筋肉について熱く語る合戸さんだが、健康かボディビルか、究極の選択を迫られたことがあった。

それは1999年の全日本選手権で4位入賞を果たし、初めての世界選手権に出場したときのこと。決戦の地はスロバキア。70キロ以下級で見事4位入賞を果たした合戸さんだったが、帰国時、左目に異変を感じていた。

「左目がアナログテレビの砂嵐のように、ザ――って全く見えなくなったんですよ。当初は『疲れ目だろう』と楽観視してましたが、嫁に勧められて病院を受診したところ、医者から『眼底出血してる』と言われたんです」

厳しい減量による栄養不足や過度なトレーニングにより、合戸さんの目は危険な状態に……。出血部分を焼ききるためレーザー治療を行ない、治療中はトレーニング禁止になったが……

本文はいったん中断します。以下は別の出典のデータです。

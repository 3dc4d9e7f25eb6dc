pub mod address;
pub mod reader;

pub use reader::{Sheet, Workbook, is_blank};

「レーザーを打つときにこめかみに走る『バチン! バチン!』っていう刺激がどうしても我慢できなかった。それに医者に止められてもやっぱり言いつけを無視してトレーニングしてしまうんです。それで医者から『また出血してるんですけど……』って疑いの目をかけられる。それにどうせ治療しても0.01の視力しか保てないので、『それなら治療してもしょうがない』と3日で治療を拒否して、競技続行を選びました」

左目の視力よりボディビルを選んだ合戸さん。その決断に後悔はないか聞いてみると、

「全然後悔はないですよ。だって目ならもう一つあるんで」

そうして38歳のときに全日本に挑んでから6年後の2005年、44歳にして日本一に輝いた合戸さん。2007年から2009年にかけて3連覇も果たし、ボディビルダー界の頂点に君臨したのだった。